* _Exercise description_: All that is needed is a count of the lines in this data that contain the word "first".

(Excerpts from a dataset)

◆ ◆ ◆ ◆ ◆ ◆ ◆

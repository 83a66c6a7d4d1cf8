//! Line-based diff of normalized running configs.

pub mod engine;
pub mod result;

pub use engine::{diff, diff_with_options, DiffOptions};
pub use result::{DiffHunk, DiffLine, LineDiff, LineTag};
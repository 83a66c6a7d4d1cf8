use serde::Serialize;

use super::index::PublicIndex;
use super::record::NatRecord;

/// One public address mapped to different inside hosts on the two devices.
#[derive(Debug, Clone, PartialEq, Eq, Serialize)]
pub struct Conflict {
    pub public_address: String,
    pub record_a: NatRecord,
    pub record_b: NatRecord,
}

/// Outcome of comparing two devices' static NAT tables by public address.
///
/// Every list is sorted ascending by public address.
#[derive(Debug, Clone, Default, PartialEq, Eq, Serialize)]
pub struct ReconciliationResult {
    /// Present on B, absent on A: safe to add to A.
    pub missing_on_a: Vec<NatRecord>,
    /// Present on A, absent on B: safe to add to B.
    pub missing_on_b: Vec<NatRecord>,
    pub conflicts: Vec<Conflict>,
    /// Addresses present on both sides with the same inside host.
    pub in_sync: usize,
}

impl ReconciliationResult {
    /// True when no action is needed on either device.
    pub fn is_clean(&self) -> bool {
        self.missing_on_a.is_empty() && self.missing_on_b.is_empty() && self.conflicts.is_empty()
    }
}

/// Classify every public address of `a` and `b`.
///
/// Cannot fail: both indices already parsed cleanly.
pub fn reconcile(a: &PublicIndex, b: &PublicIndex) -> ReconciliationResult {
    let mut out = ReconciliationResult {
        missing_on_a: absent_from(b, a),
        missing_on_b: absent_from(a, b),
        ..ReconciliationResult::default()
    };

    for record_a in a.records() {
        let Some(record_b) = b.get(&record_a.public_address) else {
            continue;
        };
        if record_a.inside_address == record_b.inside_address {
            out.in_sync += 1;
            continue;
        }
        out.conflicts.push(Conflict {
            public_address: record_a.public_address.clone(),
            record_a: record_a.clone(),
            record_b: record_b.clone(),
        });
    }

    out
}

/// Records of `from` whose public address `other` lacks, in key order.
fn absent_from(from: &PublicIndex, other: &PublicIndex) -> Vec<NatRecord> {
    from.records()
        .filter(|record| !other.contains(&record.public_address))
        .cloned()
        .collect()
}
//! Device fetches, one at a time or as a pair behind a join barrier.

use std::thread;
use std::time::{Duration, Instant};

use tracing::{info, warn};

use crate::transport::{Endpoint, Transport, TransportError};

/// Result of running one command on one device.
#[derive(Debug, Clone)]
pub struct DeviceFetch {
    pub endpoint: Endpoint,
    pub outcome: Result<String, TransportError>,
    pub elapsed: Duration,
}

/// Run `command` on a single device.
pub fn fetch_one(
    transport: &dyn Transport,
    endpoint: &Endpoint,
    command: &str,
    timeout: Duration,
) -> DeviceFetch {
    info!(%endpoint, command, "fetching");
    let start = Instant::now();
    let outcome = transport.fetch(endpoint, command, timeout);
    let elapsed = start.elapsed();

    match &outcome {
        Ok(raw) => info!(%endpoint, bytes = raw.len(), ?elapsed, "fetched"),
        Err(err) => warn!(%endpoint, %err, ?elapsed, "fetch failed"),
    }

    DeviceFetch {
        endpoint: endpoint.clone(),
        outcome,
        elapsed,
    }
}

/// Run `command` on both devices concurrently and wait for both.
///
/// Each outcome is independent: one device failing never discards the
/// other's output.
pub fn fetch_pair(
    transport: &dyn Transport,
    endpoints: [&Endpoint; 2],
    command: &str,
    timeout: Duration,
) -> [DeviceFetch; 2] {
    let [first, second] = endpoints;
    thread::scope(|scope| {
        let handles = [first, second]
            .map(|endpoint| scope.spawn(move || fetch_one(transport, endpoint, command, timeout)));
        let [a, b] = handles;
        [join(a, first), join(b, second)]
    })
}

fn join(handle: thread::ScopedJoinHandle<'_, DeviceFetch>, endpoint: &Endpoint) -> DeviceFetch {
    handle.join().unwrap_or_else(|_| DeviceFetch {
        endpoint: endpoint.clone(),
        outcome: Err(TransportError::Transport {
            endpoint: endpoint.to_string(),
            detail: "fetch worker panicked".to_string(),
        }),
        elapsed: Duration::ZERO,
    })
}
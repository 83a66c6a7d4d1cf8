use std::process::ExitCode;

use anyhow::{Context, Result};
use clap::Parser;
use tracing_subscriber::EnvFilter;

mod cli;
mod config_diff_cmd;
mod exit;
mod menu;
mod nat_count_cmd;
mod nat_diff_cmd;
mod output;
mod session;

use cli::{Cli, Command, GlobalArgs};

fn main() -> ExitCode {
    let cli = Cli::parse();

    let dotenv = load_dotenv();
    init_tracing(cli.global.verbose);
    if cli.global.no_color {
        colored::control::set_override(false);
    }
    if let Err(err) = dotenv {
        eprintln!("ERROR: {err:#}");
        return ExitCode::from(exit::code_for(&err));
    }

    let command = match cli.command {
        Some(command) => command,
        None => Command::Menu,
    };
    match run(&cli.global, command) {
        Ok(code) => code,
        Err(err) => {
            eprintln!("ERROR: {err:#}");
            ExitCode::from(exit::code_for(&err))
        }
    }
}

fn run(global: &GlobalArgs, command: Command) -> Result<ExitCode> {
    match command {
        Command::NatDiff => nat_diff_cmd::run_nat_diff(global)?,
        Command::NatCount(args) => nat_count_cmd::run_nat_count(global, &args)?,
        Command::ConfigDiff(args) => config_diff_cmd::run_config_diff(global, &args)?,
        Command::Menu => match menu::prompt_stdio()? {
            Some(Command::Menu) | None => {
                println!("Invalid selection.");
                return Ok(ExitCode::from(exit::INVALID_SELECTION));
            }
            Some(choice) => return run(global, choice),
        },
    }
    Ok(ExitCode::SUCCESS)
}

/// Load `.env` into the environment. Existing variables always win; a
/// missing file is normal, an unreadable or malformed one is fatal.
fn load_dotenv() -> Result<()> {
    match dotenvy::dotenv() {
        Ok(_) => Ok(()),
        Err(err) if err.not_found() => Ok(()),
        Err(err) => Err(err).context("failed to load .env"),
    }
}

fn init_tracing(verbose: bool) {
    let default = if verbose { "debug" } else { "warn" };
    tracing_subscriber::fmt()
        .with_env_filter(EnvFilter::try_from_default_env().unwrap_or_else(|_| default.into()))
        .with_writer(std::io::stderr)
        .with_target(false)
        .init();
}
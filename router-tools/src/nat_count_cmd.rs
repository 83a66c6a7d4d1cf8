use anyhow::Result;
use router_tools::compare::nat_count;
use router_tools::report::render_nat_count;

use crate::cli::{GlobalArgs, NatCountArgs, OutputFormat, Router};
use crate::session::Session;

pub fn run_nat_count(global: &GlobalArgs, args: &NatCountArgs) -> Result<()> {
    let session = Session::open(global)?;
    let report = nat_count(
        session.transport(),
        &session.settings,
        args.router == Router::Second,
    )?;

    match global.format {
        OutputFormat::Text => println!("{}\n", render_nat_count(&report)),
        OutputFormat::Json => println!("{}", serde_json::to_string_pretty(&report)?),
    }
    Ok(())
}
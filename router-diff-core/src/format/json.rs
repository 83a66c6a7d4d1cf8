use serde::Serialize;

/// Format any result type as pretty JSON.
pub fn format_json<T: Serialize + ?Sized>(value: &T) -> String {
    serde_json::to_string_pretty(value).unwrap_or_else(|_| "{}".to_string())
}
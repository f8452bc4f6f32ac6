/// Schema migrations
///
/// SQL files live in the workspace-level `migrations/` directory and are
/// embedded at compile time.
///
/// ```no_run
/// use foundry_shared::db::migrations::{get_migration_status, run_migrations};
/// use foundry_shared::db::pool::{create_pool, DatabaseConfig};
///
/// # async fn example() -> Result<(), Box<dyn std::error::Error>> {
/// let pool = create_pool(&DatabaseConfig {
///     url: std::env::var("DATABASE_URL")?,
///     ..Default::default()
/// })
/// .await?;
///
/// run_migrations(&pool).await?;
/// let status = get_migration_status(&pool).await?;
/// println!("Applied {} migrations", status.applied_migrations);
/// # Ok(())
/// # }
/// ```

use sqlx::{
    migrate::{MigrateDatabase, Migrator},
    postgres::PgPool,
    Postgres,
};
use tracing::{debug, info, warn};

static MIGRATOR: Migrator = sqlx::migrate!("../migrations");

/// Summary of applied migrations
#[derive(Debug, Clone, PartialEq, Eq)]
pub struct MigrationStatus {
    pub applied_migrations: usize,

    /// Latest applied version (timestamp prefix of the file name)
    pub latest_version: Option<i64>,

    /// Every embedded migration has been applied
    pub is_up_to_date: bool,
}

/// Number of migrations compiled into the binary
pub fn embedded_migration_count() -> usize {
    MIGRATOR
        .iter()
        .filter(|m| !m.migration_type.is_down_migration())
        .count()
}

/// Applies all pending migrations
pub async fn run_migrations(pool: &PgPool) -> Result<(), sqlx::migrate::MigrateError> {
    info!(embedded = embedded_migration_count(), "Starting database migrations");

    match MIGRATOR.run(pool).await {
        Ok(()) => {
            info!("All database migrations completed successfully");
            Ok(())
        }
        Err(e) => {
            warn!(error = %e, "Migration failed");
            Err(e)
        }
    }
}

/// Reads `_sqlx_migrations` and compares it with the embedded set
pub async fn get_migration_status(pool: &PgPool) -> Result<MigrationStatus, sqlx::Error> {
    let table_exists: bool = sqlx::query_scalar(
        "SELECT EXISTS (
            SELECT FROM information_schema.tables
            WHERE table_schema = 'public'
            AND table_name = '_sqlx_migrations'
        )",
    )
    .fetch_one(pool)
    .await?;

    if !table_exists {
        debug!("Migrations table does not exist yet");
        return Ok(MigrationStatus {
            applied_migrations: 0,
            latest_version: None,
            is_up_to_date: embedded_migration_count() == 0,
        });
    }

    let (count, latest_version): (i64, Option<i64>) = sqlx::query_as(
        "SELECT COUNT(*), MAX(version) FROM _sqlx_migrations WHERE success = true",
    )
    .fetch_one(pool)
    .await?;

    let applied = count as usize;
    debug!(applied, latest_version = ?latest_version, "Migration status retrieved");

    Ok(MigrationStatus {
        applied_migrations: applied,
        latest_version,
        is_up_to_date: applied >= embedded_migration_count(),
    })
}

/// Creates the database named in `database_url` if it is missing
pub async fn ensure_database_exists(database_url: &str) -> Result<(), sqlx::Error> {
    if !Postgres::database_exists(database_url).await? {
        info!("Database does not exist, creating it");
        Postgres::create_database(database_url).await?;
    }

    Ok(())
}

◆ ◆ ◆ ◆ ◆ ◆ ◆

* _Result of this task_: 3